The Earth-relative horizontal flow field based on the dual-Doppler wind component reconstruction is shown by streamlines in the following plot. The mesocyclone circulation was still well-defined at 1822 UTC. Partial roof removal took place at a CSU agricultural research farm as the storm crossed I-25 a few minutes before the analysis time. The post-storm survey conducted by the BOU NWS office indicated that the tornado damage path ended a short distance west of I-25. Localized surface damage was documented at points along the portion of the mesocyclone track that was observed by the CSU-CHILL radar.

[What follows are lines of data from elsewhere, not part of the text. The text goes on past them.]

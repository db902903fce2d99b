//! Pareto dominance over plain objective slices.
//!
//! The archive itself never compares objective values; it only calls
//! [`Candidate::dominates`](super::Candidate::dominates). These helpers give
//! candidate types a ready-made strict partial order to delegate to.
//!
//! # References
//!
//! - Deb et al. (2002), "A Fast and Elitist Multiobjective Genetic Algorithm: NSGA-II"

/// Optimization direction shared by every objective of a comparison.
#[derive(Debug, Clone, Copy, PartialEq, Eq, Default)]
#[cfg_attr(feature = "serde", derive(serde::Serialize, serde::Deserialize))]
pub enum Direction {
    /// Lower values are better.
    #[default]
    Minimize,
    /// Higher values are better.
    Maximize,
}

/// Dominance comparison result.
#[derive(Debug, Clone, Copy, PartialEq, Eq)]
pub enum Dominance {
    /// Left dominates right.
    Left,
    /// Right dominates left.
    Right,
    /// Neither dominates the other (includes equal vectors).
    Neither,
}

/// Compares two objective vectors for Pareto dominance.
///
/// A vector dominates another if it is no worse in every objective and
/// strictly better in at least one. Equal vectors are [`Dominance::Neither`].
/// Slices of unequal length are compared over their common prefix.
///
/// # Example
///
/// ```
/// use u_paes::paes::{dominance_cmp, Direction, Dominance};
///
/// assert_eq!(dominance_cmp(&[1.0, 2.0], &[2.0, 2.0], Direction::Minimize), Dominance::Left);
/// assert_eq!(dominance_cmp(&[1.0, 2.0], &[2.0, 2.0], Direction::Maximize), Dominance::Right);
/// assert_eq!(dominance_cmp(&[1.0, 3.0], &[3.0, 1.0], Direction::Minimize), Dominance::Neither);
/// ```
pub fn dominance_cmp(a: &[f64], b: &[f64], direction: Direction) -> Dominance {
    debug_assert_eq!(a.len(), b.len(), "objective vectors must have the same length");

    let mut a_better_in_some = false;
    let mut b_better_in_some = false;

    for (&va, &vb) in a.iter().zip(b.iter()) {
        let (better, worse) = match direction {
            Direction::Minimize => (va < vb, vb < va),
            Direction::Maximize => (va > vb, vb > va),
        };
        if better {
            a_better_in_some = true;
        } else if worse {
            b_better_in_some = true;
        }
    }

    match (a_better_in_some, b_better_in_some) {
        (true, false) => Dominance::Left,
        (false, true) => Dominance::Right,
        _ => Dominance::Neither,
    }
}

/// Returns `true` if `a` strictly Pareto-dominates `b`.
pub fn dominates(a: &[f64], b: &[f64], direction: Direction) -> bool {
    dominance_cmp(a, b, direction) == Dominance::Left
}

A vector representation of this same dual-Doppler flow field is shown in the next plot:

Damage photograph taken on 24 May 2008 at the CSU research farm property. (Location marked as "damaged barn" in the reflectivity data plot shown above):

Differential Reflectivity () and co-polar correlation (RhoHV) fields

The CSU-CHILL polarimetric data fields observed at 1822 UTC contained several features that have been identified in supercell thunderstorms by Kumjian and Ryzhkov[1] (2007). One prominent feature in the supercell field is the axis of positive values marked in the plot shown below. This area was located along the reflectivity gradient region that was adjacent to the low level inflow to the mesocyclone. According to Kumjian and Ryzhkov (2007), the marked shear of the horizontal winds with height in this area causes differences to develop in the fall trajectories of the large vs. small diameter components of the raindrop size distribution. The arc signature develops in areas where the trajectory sorting effects have left a predominance of relatively large, oblate drops.

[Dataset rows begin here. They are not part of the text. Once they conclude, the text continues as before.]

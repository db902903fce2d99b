//! Bounded non-dominated archive.
//!
//! [`ParetoArchive`] keeps at most `capacity` mutually non-dominated
//! candidates. Admission runs a dominance sweep, a rejection check, and,
//! once the archive is full, a crowding-based replacement driven by the
//! adaptive [`Grid`].

use super::config::{ArchiveConfig, BoundsPolicy, CrowdingMode};
use super::error::ArchiveError;
use super::grid::Grid;
use super::types::Candidate;
use std::collections::HashMap;

/// Stable handle of an archived member inside the grid.
#[derive(Debug, Clone, Copy, PartialEq, Eq, Hash, PartialOrd, Ord)]
pub struct MemberId(u64);

/// Grid-side bookkeeping for one member, parallel to the member list.
#[derive(Debug, Clone)]
struct Slot {
    id: MemberId,
    point: Vec<f64>,
}

/// Result of [`ParetoArchive::add`].
#[derive(Debug, Clone, PartialEq)]
pub enum AddOutcome<C> {
    /// The candidate was appended. Members it dominated were removed
    /// first and are handed back in insertion order.
    Accepted { pruned: Vec<C> },

    /// The archive was full; the candidate replaced the oldest member of
    /// the most crowded region.
    Replaced { evicted: C },

    /// An archived member dominates the candidate.
    Dominated,

    /// The archive is full and inserting would not relieve crowding.
    Crowded,
}

impl<C> AddOutcome<C> {
    /// Returns `true` if the candidate is now in the archive.
    pub fn is_accepted(&self) -> bool {
        matches!(self, Self::Accepted { .. } | Self::Replaced { .. })
    }
}

/// Capacity-bounded archive of mutually non-dominated candidates.
///
/// Not thread-safe by design: all mutation goes through `&mut self`, so a
/// search evaluating candidates in parallel has to serialize its calls
/// (for example behind a single mutex).
///
/// # Example
///
/// ```
/// use u_paes::paes::{ArchiveConfig, Direction, ObjectivePoint, ParetoArchive};
///
/// let config = ArchiveConfig::new(vec![0usize, 1]).with_capacity(10);
/// let mut archive: ParetoArchive<ObjectivePoint> = ParetoArchive::new(config).unwrap();
///
/// let p = |x: f64, y: f64| ObjectivePoint::new(vec![x, y], Direction::Minimize);
///
/// assert!(archive.add(p(0.2, 0.8)).unwrap().is_accepted());
/// assert!(archive.add(p(0.8, 0.2)).unwrap().is_accepted());
/// // Dominated by (0.2, 0.8)
/// assert!(!archive.add(p(0.3, 0.9)).unwrap().is_accepted());
/// // Dominates both
/// assert!(archive.add(p(0.1, 0.1)).unwrap().is_accepted());
/// assert_eq!(archive.len(), 1);
/// ```
#[derive(Debug, Clone)]
pub struct ParetoArchive<C: Candidate> {
    config: ArchiveConfig<C::Dimension>,
    index: HashMap<C::Dimension, usize>,
    members: Vec<C>,
    slots: Vec<Slot>,
    grid: Grid<MemberId>,
    next_id: u64,
}

impl<C: Candidate> ParetoArchive<C> {
    /// Creates an empty archive.
    ///
    /// Fails if the configuration does not validate.
    pub fn new(config: ArchiveConfig<C::Dimension>) -> Result<Self, ArchiveError> {
        config.validate()?;

        let index = config
            .dimensions
            .iter()
            .cloned()
            .enumerate()
            .map(|(i, dim)| (dim, i))
            .collect();
        let grid = Grid::new(
            config.dimensions.len(),
            config.min_value,
            config.max_value,
            config.max_depth,
        )?;

        log::debug!(
            "paes archive: {} dimensions in [{}, {}], capacity {}, depth {}, {:?} crowding",
            config.dimensions.len(),
            config.min_value,
            config.max_value,
            config.capacity,
            config.max_depth,
            config.crowding,
        );

        Ok(Self {
            config,
            index,
            members: Vec::new(),
            slots: Vec::new(),
            grid,
            next_id: 0,
        })
    }

    /// Archived candidates in insertion order.
    pub fn members(&self) -> &[C] {
        &self.members
    }

    /// Number of archived candidates.
    pub fn len(&self) -> usize {
        self.members.len()
    }

    /// Returns `true` if nothing is archived.
    pub fn is_empty(&self) -> bool {
        self.members.is_empty()
    }

    /// Maximum number of archived candidates.
    pub fn capacity(&self) -> usize {
        self.config.capacity
    }

    /// The configuration this archive was built with.
    pub fn config(&self) -> &ArchiveConfig<C::Dimension> {
        &self.config
    }

    /// The spatial index over archived members.
    pub fn grid(&self) -> &Grid<MemberId> {
        &self.grid
    }

    /// Offers `candidate` to the archive.
    ///
    /// 1. Removes every member `candidate` dominates.
    /// 2. Rejects if a remaining member dominates `candidate`.
    /// 3. Below capacity, accepts.
    /// 4. At capacity, replaces the oldest member of the most crowded
    ///    region if `candidate` lies outside it and (in exhaustive mode)
    ///    its own region is strictly less crowded.
    ///
    /// Shape and bounds are checked before any state changes.
    pub fn add(&mut self, candidate: C) -> Result<AddOutcome<C>, ArchiveError> {
        let point = self.project(&candidate)?;

        let pruned = self.remove_dominated(&candidate)?;
        let outcome = self.admit(candidate, point, pruned)?;

        #[cfg(feature = "check-invariants")]
        if let Err(e) = self.validate_invariants() {
            panic!("[invariants] ParetoArchive::add: {e}");
        }

        Ok(outcome)
    }

    fn admit(
        &mut self,
        candidate: C,
        point: Vec<f64>,
        pruned: Vec<C>,
    ) -> Result<AddOutcome<C>, ArchiveError> {
        if self.members.iter().any(|m| m.dominates(&candidate)) {
            log::trace!("paes archive: rejected dominated candidate at {point:?}");
            return Ok(AddOutcome::Dominated);
        }

        if self.members.len() < self.config.capacity {
            self.insert(candidate, point);
            log::trace!(
                "paes archive: accepted candidate, {} pruned, size {}",
                pruned.len(),
                self.members.len()
            );
            return Ok(AddOutcome::Accepted { pruned });
        }

        let mode = self.config.crowding;
        let crowded = self.grid.crowded_region(mode).ok_or_else(|| {
            ArchiveError::InvariantViolation("full archive has no occupied grid region".into())
        })?;

        if self.grid.contains(crowded, &point) {
            log::trace!("paes archive: rejected candidate inside most crowded region");
            return Ok(AddOutcome::Crowded);
        }

        let crowded_count = self.grid.cell(crowded).count();
        if mode == CrowdingMode::Exhaustive {
            if let Some(region) = self.grid.region(&point) {
                if self.grid.cell(region).count() >= crowded_count {
                    log::trace!("paes archive: rejected candidate, own region as crowded");
                    return Ok(AddOutcome::Crowded);
                }
            }
        }

        let victim = self
            .grid
            .cell(crowded)
            .entries()
            .first()
            .map(|entry| entry.key)
            .ok_or_else(|| {
                ArchiveError::InvariantViolation(format!(
                    "crowded region with count {crowded_count} has no members"
                ))
            })?;
        let position = self
            .slots
            .iter()
            .position(|slot| slot.id == victim)
            .ok_or_else(|| {
                ArchiveError::InvariantViolation(format!("grid member {victim:?} not archived"))
            })?;

        let slot = self.slots.remove(position);
        let evicted = self.members.remove(position);
        if !self.grid.delete(slot.id, &slot.point) {
            return Err(ArchiveError::InvariantViolation(format!(
                "member {:?} missing from its grid region",
                slot.id
            )));
        }
        log::debug!(
            "paes archive: evicted {:?} from region of {crowded_count} at {:?}",
            slot.id,
            slot.point
        );

        self.insert(candidate, point);
        Ok(AddOutcome::Replaced { evicted })
    }

    /// Removes every member `reference` dominates and returns them in
    /// insertion order. Calling it twice in a row is a no-op the second time.
    ///
    /// Fails with [`ArchiveError::InvariantViolation`] if a dominated member
    /// is not recorded in the grid where its point says it should be.
    pub fn remove_dominated(&mut self, reference: &C) -> Result<Vec<C>, ArchiveError> {
        let dominated: Vec<bool> = self
            .members
            .iter()
            .map(|member| reference.dominates(member))
            .collect();
        if !dominated.contains(&true) {
            return Ok(Vec::new());
        }

        for (slot, &is_dominated) in self.slots.iter().zip(dominated.iter()) {
            if is_dominated && !self.grid.delete(slot.id, &slot.point) {
                return Err(ArchiveError::InvariantViolation(format!(
                    "dominated member {:?} missing from its grid region",
                    slot.id
                )));
            }
        }

        let members = std::mem::take(&mut self.members);
        let slots = std::mem::take(&mut self.slots);
        let mut removed = Vec::new();
        for ((member, slot), dominated) in members.into_iter().zip(slots).zip(dominated) {
            if dominated {
                removed.push(member);
            } else {
                self.members.push(member);
                self.slots.push(slot);
            }
        }
        Ok(removed)
    }

    /// Acceptance test for a (1+1) step: should `candidate` replace
    /// `current`?
    ///
    /// With the score count enabled, the candidate with more winning
    /// dimensions is preferred outright. Otherwise, or on a tie, the
    /// candidate wins only if it occupies a strictly less crowded region.
    pub fn decide(&self, candidate: &C, current: &C) -> Result<bool, ArchiveError> {
        let a = self.project(candidate)?;
        let b = self.project(current)?;

        if self.config.use_best_score {
            let candidate_score = self.best_score_count(candidate);
            let current_score = self.best_score_count(current);
            if candidate_score > current_score {
                return Ok(true);
            }
            if current_score > candidate_score {
                return Ok(false);
            }
        }

        Ok(self.grid.decide(&a, &b, self.config.crowding) > 0)
    }

    /// Number of dimensions on which `candidate` beats at least one
    /// archived member.
    pub fn best_score_count(&self, candidate: &C) -> usize {
        let dims = &self.config.dimensions;
        let mut defeated = vec![false; dims.len()];
        let mut count = 0;
        for member in &self.members {
            for (i, dim) in dims.iter().enumerate() {
                if !defeated[i] && candidate.coverage(dim) > member.coverage(dim) {
                    defeated[i] = true;
                    count += 1;
                }
            }
        }
        count
    }

    /// Checks capacity, mutual non-domination, grid counts, and that each
    /// member sits in the leaf containing its point.
    pub fn validate_invariants(&self) -> Result<(), ArchiveError> {
        if self.members.len() != self.slots.len() {
            return Err(ArchiveError::InvariantViolation(format!(
                "{} members but {} grid slots",
                self.members.len(),
                self.slots.len()
            )));
        }
        if self.members.len() > self.config.capacity {
            return Err(ArchiveError::InvariantViolation(format!(
                "size {} exceeds capacity {}",
                self.members.len(),
                self.config.capacity
            )));
        }

        let recorded = self.grid.validate_counts()?;
        if recorded != self.members.len() {
            return Err(ArchiveError::InvariantViolation(format!(
                "grid holds {recorded} members, archive holds {}",
                self.members.len()
            )));
        }

        for slot in &self.slots {
            let leaf = self.grid.locate(&slot.point);
            if !self.grid.cell(leaf).entries().iter().any(|e| e.key == slot.id) {
                return Err(ArchiveError::InvariantViolation(format!(
                    "member {:?} not found in its leaf",
                    slot.id
                )));
            }
        }

        for (i, a) in self.members.iter().enumerate() {
            for (j, b) in self.members.iter().enumerate() {
                if i != j && a.dominates(b) {
                    return Err(ArchiveError::InvariantViolation(format!(
                        "member {i} dominates member {j}"
                    )));
                }
            }
        }
        Ok(())
    }

    fn insert(&mut self, candidate: C, point: Vec<f64>) {
        let id = MemberId(self.next_id);
        self.next_id += 1;
        self.grid.add(id, point.clone());
        self.members.push(candidate);
        self.slots.push(Slot { id, point });
    }

    /// Maps a candidate's objective vector onto grid coordinates in
    /// configured dimension order.
    fn project(&self, candidate: &C) -> Result<Vec<f64>, ArchiveError> {
        let n = self.config.dimensions.len();
        let (min, max) = (self.config.min_value, self.config.max_value);
        let mut point = vec![0.0; n];
        let mut seen = vec![false; n];

        for (dim, value) in candidate.objective_vector() {
            let i = *self
                .index
                .get(&dim)
                .ok_or_else(|| ArchiveError::UnexpectedDimension(format!("{dim:?}")))?;
            if seen[i] {
                return Err(ArchiveError::DuplicateDimension(format!("{dim:?}")));
            }
            seen[i] = true;

            if !value.is_finite() {
                return Err(ArchiveError::NonFiniteObjective {
                    dimension: format!("{dim:?}"),
                });
            }
            point[i] = if (min..=max).contains(&value) {
                value
            } else {
                match self.config.bounds_policy {
                    BoundsPolicy::Clamp => {
                        log::trace!("paes archive: clamping {dim:?} = {value} into [{min}, {max}]");
                        value.clamp(min, max)
                    }
                    BoundsPolicy::Reject => {
                        return Err(ArchiveError::OutOfBounds {
                            dimension: format!("{dim:?}"),
                            value,
                            min,
                            max,
                        })
                    }
                }
            };
        }

        if let Some(i) = seen.iter().position(|&s| !s) {
            return Err(ArchiveError::MissingDimension(format!(
                "{:?}",
                self.config.dimensions[i]
            )));
        }
        Ok(point)
    }
}

#[cfg(test)]
impl<C: Candidate> ParetoArchive<C> {
    /// Rewrites the recorded point of member `index` without moving it in
    /// the grid.
    fn corrupt_slot_point(&mut self, index: usize, point: Vec<f64>) {
        self.slots[index].point = point;
    }

    /// Drops member `index` from the member list but leaves it in the grid.
    fn forget_member(&mut self, index: usize) {
        self.members.remove(index);
        self.slots.remove(index);
    }

    /// Removes member `index` from the grid but keeps it archived.
    fn detach_from_grid(&mut self, index: usize) {
        let slot = self.slots[index].clone();
        self.grid.delete(slot.id, &slot.point);
    }
}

The following plot shows the co-polar H,V correlation field (rhoHV); the values have been scaled up by a factor of 10. The correlation field contained a localized minimum in close proximity to the center of the mesocyclone. When strong surface winds are able to loft irregularly-shaped, non-hydrometeor scatterers (i.e., various types of debris picked up from the surface) into the radar pulse volume, rhoHV values will be reduced.